Bei einem meiner letzten Besuche nahm sie alle Kraft zusammen, um mir von einem Buch zu erzählen, das sie wieder entdeckt habe. Ich müsse es unbedingt lesen. Doch sie konnte mir nicht mehr sagen, welches Buch sie meinte.
Am Abend vor ihren Tod, dessen Nähe schon zu spüren war, saß ich an ihrem Bett. Morphium hatte ihr einen friedlichen Schlaf geschenkt.
Ich saß da, konnte mich nicht trennen von ihr, doch das Bleiben war schwer. Ich schaute mich um und sah ein Buch. Ich hatte es zuvor hier nie liegen sehen. Es war schon leicht vergilbt, die Seiten hochgebogen vom Lesen.
„Kolonien der Liebe“ von Elke Heidenreich. Was für ein wundervoller Titel. Die Liebe als Kolonie in einem fremden, manchmal vielleicht sogar feindlichen Land. Liebe als Leuchtfeuer in düsteren Zeiten.
Ich schlug es auf und begann vorzulesen.

Ich las von einer Protagonistin, die ihre ersten pubertären Erfahrungen mit Rölfchen, Hansi  und „Eckes Edelkirsch“ machte. Es ging um Liebe, Freundschaft, Familie, James Dean und zwei Suiziden.  Eine schnörkellose  Beschreibung einer Mädchen-Jugend der 60-ziger Jahre im Ruhrgebiet.
Was für eine unwirkliche Situation. Ich saß am Bett meiner sterbenden Freundin und las ihr diese, eher unpassend wirkende Geschichte vor. 
 
Als ich das Buch zu klappte, um es zurückzulegen, fielen Zettel aus den Seiten heraus.
Es waren kleine Liebesbriefe. Der Verfasser dieser Briefe brachte darin seine ungestillte Sehnsucht auf ein baldiges Wiedersehen zum Ausdruck. In liebevollen Worten, die nur verliebte Menschen oder Dichter finden, wurde eine Liebe beschworen, die nie vergehen könne.
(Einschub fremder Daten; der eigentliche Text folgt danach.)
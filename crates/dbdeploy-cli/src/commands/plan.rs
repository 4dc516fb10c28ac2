//! `dbdeploy plan` — Display the resolved deployment plan before applying.

use clap::Args;

use super::{GlobalArgs, TargetArgs};
use crate::output;

/// Arguments for the `plan` command.
#[derive(Args, Debug)]
pub struct PlanArgs {
    /// Release and port to plan for.
    #[command(flatten)]
    pub target: TargetArgs,
}

/// Executes the `plan` command.
///
/// Resolves the release exactly as `deploy` would, without querying or
/// mutating the container runtime.
///
/// # Errors
///
/// Returns an error if the catalog cannot be loaded or the release is unknown.
pub fn execute(args: &PlanArgs, global: &GlobalArgs) -> anyhow::Result<()> {
    let (config, catalog) = global.load()?;
    let plan = args.target.resolve(&config, &catalog)?;
    output::emit(&output::format_plan(&plan));
    Ok(())
}
//! Artifact downloads into build contexts.
//!
//! Each artifact is checked on disk individually before fetching, so an
//! interrupted fetch set resumes where it stopped on the next invocation.
//! Downloads land in a `.part` file and are renamed only once complete.

use std::path::{Path, PathBuf};

use dbdeploy_catalog::resolver::{Artifact, ArtifactSet};
use dbdeploy_common::error::{DeployError, Result};

use crate::hash;

/// Downloads a URL to a local file.
pub trait ArtifactFetcher {
    /// Fetches `url` and writes it to `dest`.
    ///
    /// # Errors
    ///
    /// Returns `DeployError::Build` if the download fails.
    fn fetch(&self, url: &str, dest: &Path) -> Result<()>;
}

/// [`ArtifactFetcher`] backed by a blocking `reqwest` client.
#[derive(Debug, Clone)]
pub struct HttpFetcher {
    client: reqwest::blocking::Client,
}

impl HttpFetcher {
    /// Creates a fetcher with a fresh HTTP client.
    ///
    /// # Errors
    ///
    /// Returns `DeployError::Config` if the HTTP client cannot be initialized.
    pub fn new() -> Result<Self> {
        let client = reqwest::blocking::Client::builder()
            .user_agent(concat!("dbdeploy/", env!("CARGO_PKG_VERSION")))
            .timeout(None)
            .build()
            .map_err(|e| DeployError::Config {
                message: format!("failed to initialize HTTP client: {e}"),
            })?;
        Ok(Self { client })
    }
}

impl ArtifactFetcher for HttpFetcher {
    fn fetch(&self, url: &str, dest: &Path) -> Result<()> {
        let fail = |message: String| DeployError::Build {
            image: url.to_string(),
            stage: "fetch",
            message,
        };

        tracing::info!(url, dest = %dest.display(), "downloading artifact");
        let mut response = self
            .client
            .get(url)
            .send()
            .map_err(|e| fail(e.to_string()))?;
        if !response.status().is_success() {
            return Err(fail(format!("HTTP {}", response.status())));
        }

        let part = part_path(dest);
        let mut file = std::fs::File::create(&part)
            .map_err(|e| fail(format!("{}: {e}", part.display())))?;
        let copied = response.copy_to(&mut file);
        drop(file);
        let bytes = match copied {
            Ok(bytes) => bytes,
            Err(e) => {
                let _ = std::fs::remove_file(&part);
                return Err(fail(e.to_string()));
            }
        };

        std::fs::rename(&part, dest).map_err(|e| fail(format!("{}: {e}", dest.display())))?;

        #[allow(clippy::cast_precision_loss)]
        let mb = bytes as f64 / 1_048_576.0;
        tracing::info!(file = %dest.display(), "downloaded {mb:.1} MB");
        Ok(())
    }
}

fn part_path(dest: &Path) -> PathBuf {
    let mut name = dest.file_name().unwrap_or_default().to_os_string();
    name.push(".part");
    dest.with_file_name(name)
}

/// Outcome of realizing an artifact set.
#[derive(Debug, Default, Clone, PartialEq, Eq)]
pub struct FetchReport {
    /// Files downloaded during this call.
    pub fetched: Vec<String>,
    /// Files already present and left untouched.
    pub present: Vec<String>,
}

/// Fetches every artifact of `set` that is not yet on disk.
///
/// The target directory is created if missing. A freshly fetched artifact
/// with a declared checksum is verified and removed again on mismatch.
///
/// # Errors
///
/// Returns `DeployError::Build` if the directory cannot be created, a
/// download fails, or a checksum does not match.
pub fn fetch_missing(fetcher: &dyn ArtifactFetcher, set: &ArtifactSet) -> Result<FetchReport> {
    std::fs::create_dir_all(&set.dir).map_err(|e| DeployError::Build {
        image: set.dir.display().to_string(),
        stage: "fetch",
        message: format!("cannot create artifact directory: {e}"),
    })?;

    let mut report = FetchReport::default();
    for artifact in &set.items {
        let path = set.dir.join(&artifact.file_name);
        if path.exists() {
            tracing::info!(file = %artifact.file_name, "already exists");
            report.present.push(artifact.file_name.clone());
            continue;
        }
        fetch_one(fetcher, artifact, &path)?;
        report.fetched.push(artifact.file_name.clone());
    }
    Ok(report)
}

fn fetch_one(fetcher: &dyn ArtifactFetcher, artifact: &Artifact, path: &Path) -> Result<()> {
    fetcher.fetch(&artifact.url, path)?;
    if let Some(expected) = &artifact.sha256 {
        if let Err(e) = hash::validate_hash(path, expected) {
            let _ = std::fs::remove_file(path);
            return Err(e);
        }
    }
    Ok(())
}

#[cfg(test)]
mod tests {
    use std::cell::RefCell;
    use std::io::{Read, Write};
    use std::net::TcpListener;

    use dbdeploy_common::error::ErrorKind;
    use dbdeploy_common::types::Sha256Hash;

    use super::*;

    /// Writes a fixed payload and records every requested URL.
    #[derive(Default)]
    struct RecordingFetcher {
        calls: RefCell<Vec<String>>,
    }

    impl ArtifactFetcher for RecordingFetcher {
        fn fetch(&self, url: &str, dest: &Path) -> Result<()> {
            self.calls.borrow_mut().push(url.to_string());
            std::fs::write(dest, b"hello\n").map_err(|e| DeployError::Build {
                image: url.to_string(),
                stage: "fetch",
                message: e.to_string(),
            })
        }
    }

    fn artifact(name: &str, sha256: Option<&str>) -> Artifact {
        Artifact {
            file_name: name.to_string(),
            url: format!("https://dl.example.com/{name}"),
            sha256: sha256.map(|h| Sha256Hash::from_hex(h).expect("hex")),
        }
    }

    #[test]
    fn fetch_missing_creates_directory_and_fetches_all() {
        let dir = tempfile::tempdir().expect("tempdir");
        let set = ArtifactSet {
            dir: dir.path().join("mysql").join("5.0.15"),
            items: vec![artifact("a.tar.gz", None), artifact("b.tar.gz", None)],
        };
        let fetcher = RecordingFetcher::default();

        let report = fetch_missing(&fetcher, &set).expect("fetch");
        assert_eq!(report.fetched, vec!["a.tar.gz", "b.tar.gz"]);
        assert!(set.dir.join("a.tar.gz").exists());
        assert_eq!(fetcher.calls.borrow().len(), 2);
    }

    #[test]
    fn fetch_missing_skips_present_files() {
        let dir = tempfile::tempdir().expect("tempdir");
        std::fs::write(dir.path().join("a.tar.gz"), b"cached").expect("write");
        let set = ArtifactSet {
            dir: dir.path().to_path_buf(),
            items: vec![artifact("a.tar.gz", None), artifact("b.tar.gz", None)],
        };
        let fetcher = RecordingFetcher::default();

        let report = fetch_missing(&fetcher, &set).expect("fetch");
        assert_eq!(report.present, vec!["a.tar.gz"]);
        assert_eq!(report.fetched, vec!["b.tar.gz"]);
        assert_eq!(
            *fetcher.calls.borrow(),
            vec!["https://dl.example.com/b.tar.gz".to_string()]
        );
    }

    #[test]
    fn fetch_missing_second_run_fetches_nothing() {
        let dir = tempfile::tempdir().expect("tempdir");
        let set = ArtifactSet {
            dir: dir.path().to_path_buf(),
            items: vec![artifact("a.tar.gz", None)],
        };
        let fetcher = RecordingFetcher::default();
        let _ = fetch_missing(&fetcher, &set).expect("first");
        let report = fetch_missing(&fetcher, &set).expect("second");
        assert!(report.fetched.is_empty());
        assert_eq!(fetcher.calls.borrow().len(), 1);
    }

    #[test]
    fn checksum_mismatch_removes_file() {
        let dir = tempfile::tempdir().expect("tempdir");
        let set = ArtifactSet {
            dir: dir.path().to_path_buf(),
            items: vec![artifact("a.tar.gz", Some("0".repeat(64).as_str()))],
        };
        let err = fetch_missing(&RecordingFetcher::default(), &set).unwrap_err();
        assert!(matches!(err, DeployError::Build { stage: "verify", .. }));
        assert!(!dir.path().join("a.tar.gz").exists());
    }

    #[test]
    fn checksum_match_keeps_file() {
        let dir = tempfile::tempdir().expect("tempdir");
        let set = ArtifactSet {
            dir: dir.path().to_path_buf(),
            items: vec![artifact(
                "a.tar.gz",
                Some("5891b5b522d5df086d0ff0b110fbd9d21bb4fc7163af34d08286a2e846f6be03"),
            )],
        };
        let _ = fetch_missing(&RecordingFetcher::default(), &set).expect("fetch");
        assert!(dir.path().join("a.tar.gz").exists());
    }

    #[test]
    fn unwritable_artifact_directory_is_build_failure() {
        let dir = tempfile::tempdir().expect("tempdir");
        let blocker = dir.path().join("download");
        std::fs::write(&blocker, b"not a directory").expect("write");
        let set = ArtifactSet {
            dir: blocker.join("mysql").join("5.0.15"),
            items: vec![artifact("a.tar.gz", None)],
        };
        let fetcher = RecordingFetcher::default();

        let err = fetch_missing(&fetcher, &set).unwrap_err();
        assert!(matches!(err, DeployError::Build { stage: "fetch", .. }));
        assert_eq!(err.kind(), ErrorKind::Build);
        assert!(fetcher.calls.borrow().is_empty());
    }

    // -- HttpFetcher against a local responder ------------------------------

    /// Answers a single HTTP request with `response`, then closes.
    fn serve_http(response: &'static [u8]) -> String {
        let listener = TcpListener::bind("127.0.0.1:0").expect("bind");
        let addr = listener.local_addr().expect("addr");
        let _ = std::thread::spawn(move || {
            if let Ok((mut stream, _)) = listener.accept() {
                let mut request = Vec::new();
                let mut buf = [0u8; 1024];
                while !request.windows(4).any(|w| w == b"\r\n\r\n") {
                    match stream.read(&mut buf) {
                        Ok(0) | Err(_) => break,
                        Ok(n) => request.extend_from_slice(&buf[..n]),
                    }
                }
                let _ = stream.write_all(response);
            }
        });
        format!("http://{addr}/a.tar.gz")
    }

    fn local_fetcher() -> HttpFetcher {
        let client = reqwest::blocking::Client::builder()
            .no_proxy()
            .build()
            .expect("client");
        HttpFetcher { client }
    }

    fn dir_listing(dir: &Path) -> Vec<String> {
        let mut names: Vec<String> = std::fs::read_dir(dir)
            .expect("read_dir")
            .map(|e| e.expect("entry").file_name().to_string_lossy().into_owned())
            .collect();
        names.sort();
        names
    }

    #[test]
    fn http_fetch_leaves_only_completed_file() {
        let url = serve_http(
            b"HTTP/1.1 200 OK\r\nContent-Length: 6\r\nConnection: close\r\n\r\nhello\n",
        );
        let dir = tempfile::tempdir().expect("tempdir");
        let dest = dir.path().join("a.tar.gz");

        local_fetcher().fetch(&url, &dest).expect("fetch");
        assert_eq!(std::fs::read(&dest).expect("read"), b"hello\n");
        assert_eq!(dir_listing(dir.path()), vec!["a.tar.gz"]);
    }

    #[test]
    fn http_error_status_is_fetch_failure() {
        let url = serve_http(
            b"HTTP/1.1 404 Not Found\r\nContent-Length: 0\r\nConnection: close\r\n\r\n",
        );
        let dir = tempfile::tempdir().expect("tempdir");
        let dest = dir.path().join("a.tar.gz");

        let err = local_fetcher().fetch(&url, &dest).unwrap_err();
        assert!(matches!(err, DeployError::Build { stage: "fetch", .. }));
        assert!(err.to_string().contains("404"), "got: {err}");
        assert!(dir_listing(dir.path()).is_empty());
    }

    #[test]
    fn truncated_body_leaves_no_file_behind() {
        let url = serve_http(
            b"HTTP/1.1 200 OK\r\nContent-Length: 100\r\nConnection: close\r\n\r\nhello\n",
        );
        let dir = tempfile::tempdir().expect("tempdir");
        let dest = dir.path().join("a.tar.gz");

        let err = local_fetcher().fetch(&url, &dest).unwrap_err();
        assert!(matches!(err, DeployError::Build { stage: "fetch", .. }));
        assert!(!dest.exists());
        assert!(!part_path(&dest).exists());
    }

    #[test]
    fn part_path_appends_suffix() {
        assert_eq!(
            part_path(Path::new("/tmp/a.tar.gz")),
            PathBuf::from("/tmp/a.tar.gz.part")
        );
    }
}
Meine Entdeckung beschämte mich, als hätte ich den schützenden Schleier von Jahrzenten weggerissen, der diese kleinen Zettel bisher vor fremden Augen bewahrt hatte.
Als ob ich es hätte rückgängig machen können, steckte ich alles wieder schnell zurück ins Buch.
Ich hielt inne, schaute meine Freundin an, die dem Tod so nahe war. Klein und zierlich lag sie in diesem viel zu groß gewordenem Bett. Ihr Atem war ruhig und regelmäßig, ihre Augen geschlossen. Der Körper schon nicht mehr ganz auf dieser Welt.
In die Stille hinein, mit leiser Stimme und Tränen in den Augen las ich ihr die kleinen Briefe vor,  „Kolonien der Liebe“.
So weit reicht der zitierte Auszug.